Permian water evaporated, Bob in his slow siesta

veronica with shadow, tectonic power of stanzas

embedding into salt flat humming under Conquistador moons

Guadalupe desert creosote mixed with fire plumes:

 

we had gathered my poems
hundreds on white sheets, poems
reaching back
half a century

but what you remembered most
                                             was the fierce wind
                                                   out of the pass
                                     and the stars over the mountain’s slopes
                                     that, too, is a poem, you said.

 

he harvested devil’s claws to think of words,

a Texas madrone grove he climbed into

like marsupial, with the yaw of sun behind

near Nickel Creek, signals from so many centuries ago

turned to agave pod songs, mad dancing curandero, his hacienda

two thousand miles north from my ejido,

triangular shadow of El Castillo, Chichen Iza –

desert haiku sent from Mescalero inland sea

to the purity of Maya cenotes,

 

With nothing to do
wakeup coffee warming his guts
he remembers the finch
red at the throat
he’d found in the yard dead
beneath the immense gaze of El Capitán

 

he commented on my bat piece . . .

his own scribing biology folded into memory:

females sexually mature at nine months;

males taking two years to ready themselves for

pup making;  one born to a mother

whose roost is smartly away from pup crèches;

separation sealed with scent and vocalization

imprinting; bats suckling for one month; weaned

into Mexican free-tail rush;

flights toward acid seep roost, now Carlsbad caverns

 

he wrote of hard scrabble incidents, desert panorama

something Plato could comprehend

the sycamore, shade like wisdom bearer

Bob pronounced life and death of finch

into philosophy, denuded of leaf

each word the stickle of ocotillo

the “changeless unseen” revealed:

 

                          cougar close to six feet from tail to head, claws an

                          earthy yellow, stained enormous teeth, nipples pinking

                          her white underfur, cat neither young nor old, but

                          strongly made, brown as the mountain

 

                         someone, a gangling boy he’d heard, had shot her

                        messily in the guts with a 30-30 she sprawled on her

                        side her heroic tail still curved like some miraculous

                        bow

he traveled far and wide in that place

upturned reef of dinosaurs, his poems

pelagic, cunning simplicity, the waxy leaves of alligator

juniper pressed into his flesh, no dervish of words

inside dust devils, yet each night the underbelly

of death on plateaus and mesas named

by Apache and poet, Burlingame redolent

of Creeley, Blake, Whitman,

Bob in Keds climbing, mountain

goat at 70, launching into Dog Canyon, crawling back

10,000 years, Bob holding poems for shaman

life bearer of water during song droughts

 

                                     Stalking the poem,

                                     the half-wing fear of failure

                                    plunging like a beak bright

                                    through innocent sky

 

—end—

first published, House Organ,  Kenneth Warren, editor/ Youngstown, NY  Number 82/Spring 2013

Notes on Robert Burlingame’s stanzas in “A Night with Mexican Free-tails  with Burlingame Poems”

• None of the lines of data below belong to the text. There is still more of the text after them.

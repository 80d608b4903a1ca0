//! Handler registry and argument decoding plans.
//!
//! A handler pairs a function path with a call plan built once at
//! registration: the plan knows how to decode the task payload into the
//! function's argument tuple and invoke it. Registration is monomorphized
//! per signature, so dispatch at run time is one map lookup, one decode,
//! and one call.
//!
//! Payloads are MessagePack arrays of the arguments in declaration order.
//! Single-argument handlers also accept the older form where the bare
//! value was encoded without the array wrapper; the two are told apart by
//! the payload's leading type byte. An empty payload yields default
//! values, the equivalent of calling with no argument.

use std::collections::HashMap;
use std::io::Cursor;

use futures::future::{self, BoxFuture};
use futures::FutureExt;
use serde::de::DeserializeOwned;
use serde::Deserialize;
use thiserror::Error;

use crate::codec::{self, CodecError};

/// Errors raised while dispatching a task to a handler.
#[derive(Debug, Error)]
pub enum HandlerError {
    /// The payload did not decode into the handler's argument plan.
    #[error(transparent)]
    Decode(#[from] CodecError),

    /// The handler ran and reported failure.
    #[error("handler failed: {0}")]
    Failed(String),

    /// The handler panicked. The worker contains the panic and keeps
    /// running; the task is released, not retried.
    #[error("handler panicked: {0}")]
    Panicked(String),
}

/// Return types accepted from handler functions: `()` for handlers that
/// cannot fail, or `Result<(), E>` for ones that can.
pub trait IntoHandlerResult {
    /// Converts the handler's return value into the dispatch outcome.
    fn into_handler_result(self) -> Result<(), HandlerError>;
}

impl IntoHandlerResult for () {
    fn into_handler_result(self) -> Result<(), HandlerError> {
        Ok(())
    }
}

impl<E: std::fmt::Display> IntoHandlerResult for Result<(), E> {
    fn into_handler_result(self) -> Result<(), HandlerError> {
        self.map_err(|err| HandlerError::Failed(err.to_string()))
    }
}

/// Argument tuples decodable from a task payload.
pub trait FromPayload: Sized {
    /// Decodes the payload into the argument tuple.
    ///
    /// # Errors
    ///
    /// Returns a [`CodecError`] when the payload does not match the tuple.
    fn from_payload(payload: &[u8]) -> Result<Self, CodecError>;
}

impl FromPayload for () {
    fn from_payload(_payload: &[u8]) -> Result<Self, CodecError> {
        Ok(())
    }
}

impl<T: DeserializeOwned + Default> FromPayload for (T,) {
    fn from_payload(payload: &[u8]) -> Result<Self, CodecError> {
        if payload.is_empty() {
            return Ok((T::default(),));
        }
        if codec::is_array_payload(payload) {
            Ok(rmp_serde::from_slice::<(T,)>(payload)?)
        } else {
            // Older producers encoded a lone argument without the array
            // wrapper; the leading scalar or map marker gives it away.
            Ok((rmp_serde::from_slice::<T>(payload)?,))
        }
    }
}

macro_rules! impl_from_payload {
    ($($ty:ident),+) => {
        impl<$($ty,)+> FromPayload for ($($ty,)+)
        where
            $($ty: DeserializeOwned + Default,)+
        {
            fn from_payload(payload: &[u8]) -> Result<Self, CodecError> {
                if payload.is_empty() {
                    return Ok(($($ty::default(),)+));
                }
                Ok(rmp_serde::from_slice::<Self>(payload)?)
            }
        }
    };
}

impl_from_payload!(T1, T2);
impl_from_payload!(T1, T2, T3);
impl_from_payload!(T1, T2, T3, T4);
impl_from_payload!(T1, T2, T3, T4, T5);
impl_from_payload!(T1, T2, T3, T4, T5, T6);
impl_from_payload!(T1, T2, T3, T4, T5, T6, T7);
impl_from_payload!(T1, T2, T3, T4, T5, T6, T7, T8);

/// Argument tuples whose final `Vec` collects the tail of the payload
/// array, for handlers whose last parameter is variadic.
pub trait FromPayloadVariadic: Sized {
    /// Decodes fixed arguments by position and sweeps the rest into the
    /// trailing `Vec`.
    ///
    /// # Errors
    ///
    /// Returns a [`CodecError`] when the payload does not match the tuple.
    fn from_payload_variadic(payload: &[u8]) -> Result<Self, CodecError>;
}

macro_rules! impl_from_payload_variadic {
    ($count:expr $(, $ty:ident)*) => {
        impl<$($ty,)* V> FromPayloadVariadic for ($($ty,)* Vec<V>,)
        where
            $($ty: DeserializeOwned + Default,)*
            V: DeserializeOwned,
        {
            #[allow(non_snake_case)]
            fn from_payload_variadic(payload: &[u8]) -> Result<Self, CodecError> {
                if payload.is_empty() {
                    return Ok(($($ty::default(),)* Vec::new(),));
                }
                let mut cur = Cursor::new(payload);
                let len = rmp::decode::read_array_len(&mut cur)
                    .map_err(|e| CodecError::Decode(e.to_string()))? as usize;
                let fixed: usize = $count;
                if len < fixed {
                    return Err(CodecError::Decode(format!(
                        "expected at least {fixed} arguments, payload has {len}"
                    )));
                }
                let mut de = rmp_serde::Deserializer::new(cur);
                $(let $ty: $ty = Deserialize::deserialize(&mut de)?;)*
                let mut tail = Vec::with_capacity(len - fixed);
                for _ in fixed..len {
                    tail.push(V::deserialize(&mut de)?);
                }
                Ok(($($ty,)* tail,))
            }
        }
    };
}

impl_from_payload_variadic!(0);
impl_from_payload_variadic!(1, T1);
impl_from_payload_variadic!(2, T1, T2);
impl_from_payload_variadic!(3, T1, T2, T3);

/// Async callables invokable with a decoded argument tuple.
///
/// Implemented for plain `async fn` items and closures of up to eight
/// arguments returning `()` or `Result<(), E>`.
pub trait HandlerFn<Args>: Send + Sync + 'static {
    /// Invokes the callable with already-decoded arguments.
    fn invoke(&self, args: Args) -> BoxFuture<'static, Result<(), HandlerError>>;
}

macro_rules! impl_handler_fn {
    ($($ty:ident),*) => {
        impl<F, Fut, R: 'static, $($ty,)*> HandlerFn<($($ty,)*)> for F
        where
            F: Fn($($ty),*) -> Fut + Send + Sync + 'static,
            Fut: std::future::Future<Output = R> + Send + 'static,
            R: IntoHandlerResult,
            $($ty: Send + 'static,)*
        {
            #[allow(non_snake_case)]
            fn invoke(&self, ($($ty,)*): ($($ty,)*)) -> BoxFuture<'static, Result<(), HandlerError>> {
                (self)($($ty),*)
                    .map(IntoHandlerResult::into_handler_result)
                    .boxed()
            }
        }
    };
}

impl_handler_fn!();
impl_handler_fn!(T1);
impl_handler_fn!(T1, T2);
impl_handler_fn!(T1, T2, T3);
impl_handler_fn!(T1, T2, T3, T4);
impl_handler_fn!(T1, T2, T3, T4, T5);
impl_handler_fn!(T1, T2, T3, T4, T5, T6);
impl_handler_fn!(T1, T2, T3, T4, T5, T6, T7);
impl_handler_fn!(T1, T2, T3, T4, T5, T6, T7, T8);

type CallFn = Box<dyn Fn(&[u8]) -> BoxFuture<'static, Result<(), HandlerError>> + Send + Sync>;

/// A registered handler: a function path plus the prebuilt
/// decode-and-call plan.
pub struct Handler {
    path: String,
    call: CallFn,
}

impl Handler {
    /// Builds a handler whose arguments decode as a positional tuple.
    pub fn new<F, Args>(path: impl Into<String>, f: F) -> Self
    where
        F: HandlerFn<Args>,
        Args: FromPayload + Send + 'static,
    {
        Self {
            path: path.into(),
            call: Box::new(move |payload: &[u8]| match Args::from_payload(payload) {
                Ok(args) => f.invoke(args),
                Err(err) => future::err(HandlerError::Decode(err)).boxed(),
            }),
        }
    }

    /// Builds a handler whose final parameter receives the tail of the
    /// argument array.
    pub fn new_variadic<F, Args>(path: impl Into<String>, f: F) -> Self
    where
        F: HandlerFn<Args>,
        Args: FromPayloadVariadic + Send + 'static,
    {
        Self {
            path: path.into(),
            call: Box::new(move |payload: &[u8]| match Args::from_payload_variadic(payload) {
                Ok(args) => f.invoke(args),
                Err(err) => future::err(HandlerError::Decode(err)).boxed(),
            }),
        }
    }

    /// The function path this handler answers to.
    #[must_use]
    pub fn path(&self) -> &str {
        &self.path
    }

    /// Decodes the payload and invokes the callable.
    ///
    /// Panics inside the callable are not caught here; the worker installs
    /// containment around the call.
    ///
    /// # Errors
    ///
    /// Returns [`HandlerError::Decode`] when the payload does not match
    /// the argument plan, or [`HandlerError::Failed`] from the callable.
    pub async fn call(&self, payload: &[u8]) -> Result<(), HandlerError> {
        (self.call)(payload).await
    }
}

impl std::fmt::Debug for Handler {
    fn fmt(&self, f: &mut std::fmt::Formatter<'_>) -> std::fmt::Result {
        f.debug_struct("Handler")
            .field("path", &self.path)
            .finish_non_exhaustive()
    }
}

/// Maps function paths to handlers.
///
/// Populated during startup; the worker treats it as read-only once it is
/// running, so no locking is involved on the dispatch path.
#[derive(Debug, Default)]
pub struct HandlerRegistry {
    handlers: HashMap<String, Handler>,
}

impl HandlerRegistry {
    /// Creates an empty registry.
    #[must_use]
    pub fn new() -> Self {
        Self::default()
    }

    /// Registers a handler under the function's own symbol path.
    ///
    /// Closures have no stable path; they are skipped with a warning and
    /// must be registered through [`register_as`](Self::register_as).
    pub fn register<F, Args>(&mut self, f: F)
    where
        F: HandlerFn<Args>,
        Args: FromPayload + Send + 'static,
    {
        let path = func_path::<F>();
        if !is_symbol_path(&path) {
            tracing::warn!(path = %path, "cannot derive a stable function path; use register_as");
            return;
        }
        self.insert(Handler::new(path, f));
    }

    /// Registers a handler under an explicit function path.
    pub fn register_as<F, Args>(&mut self, path: impl Into<String>, f: F)
    where
        F: HandlerFn<Args>,
        Args: FromPayload + Send + 'static,
    {
        self.insert(Handler::new(path, f));
    }

    /// Registers a variadic handler under the function's own symbol path.
    ///
    /// The function's last parameter must be a `Vec`, which receives every
    /// argument past the fixed ones.
    pub fn register_variadic<F, Args>(&mut self, f: F)
    where
        F: HandlerFn<Args>,
        Args: FromPayloadVariadic + Send + 'static,
    {
        let path = func_path::<F>();
        if !is_symbol_path(&path) {
            tracing::warn!(path = %path, "cannot derive a stable function path; use register_variadic_as");
            return;
        }
        self.insert(Handler::new_variadic(path, f));
    }

    /// Registers a variadic handler under an explicit function path.
    pub fn register_variadic_as<F, Args>(&mut self, path: impl Into<String>, f: F)
    where
        F: HandlerFn<Args>,
        Args: FromPayloadVariadic + Send + 'static,
    {
        self.insert(Handler::new_variadic(path, f));
    }

    /// Adds a prebuilt handler, replacing any previous one on the same
    /// path.
    pub fn insert(&mut self, handler: Handler) {
        self.handlers.insert(handler.path().to_string(), handler);
    }

    /// Looks up the handler for a function path.
    #[must_use]
    pub fn get(&self, path: &str) -> Option<&Handler> {
        self.handlers.get(path)
    }

    /// The number of registered handlers.
    #[must_use]
    pub fn len(&self) -> usize {
        self.handlers.len()
    }

    /// Whether the registry has no handlers.
    #[must_use]
    pub fn is_empty(&self) -> bool {
        self.handlers.is_empty()
    }
}

/// Derives the function path for `F` from its type name. For plain `fn`
/// items this is the full module path of the function.
pub(crate) fn func_path<F>() -> String {
    std::any::type_name::<F>().to_string()
}

/// Whether a derived path names a plain function item rather than a
/// closure or other anonymous callable.
pub(crate) fn is_symbol_path(path: &str) -> bool {
    !path.is_empty() && !path.contains("{{closure}}")
}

from Robert Burlingame’s Some Recognition of the Joshua Lizard: New and Selected Poems by Mutabilis Press/ Carolyn Tourney Florek/ Managing Editor/Publisher

1st and 4th inserted passage – “At Nickel Creek”

2nd inserted passage – “Connecting”

3rd – “Closing in on Turkey Vultures”

5th – “Dead Finch in the Guadalupes”

6th “A Death in West Texas”

7th  — “Stalking the Poem”

I studied under some great poets and fiction writers with western roots — Leslie Silko, Richard Shelton, James Crumley, Rick Demarinis, Judith Root, Leslie Ulman and Robert Burlingame, to name just a few.

From 1983 to 86, I worked as a journalist and novelist and pursued a graduate writing degree at the University of Texas—El Paso. Bob Burlingame taught me the rarity of words and the flavor of the West.  More than what Wallace Stegner could have given me as a reader, Bob gave me as a friend and teacher. He was intrigued with my journalism, my biting essays on drug dealing in Mexico, corruption of capitalism displayed in Central America, and my own obsession with all things marine.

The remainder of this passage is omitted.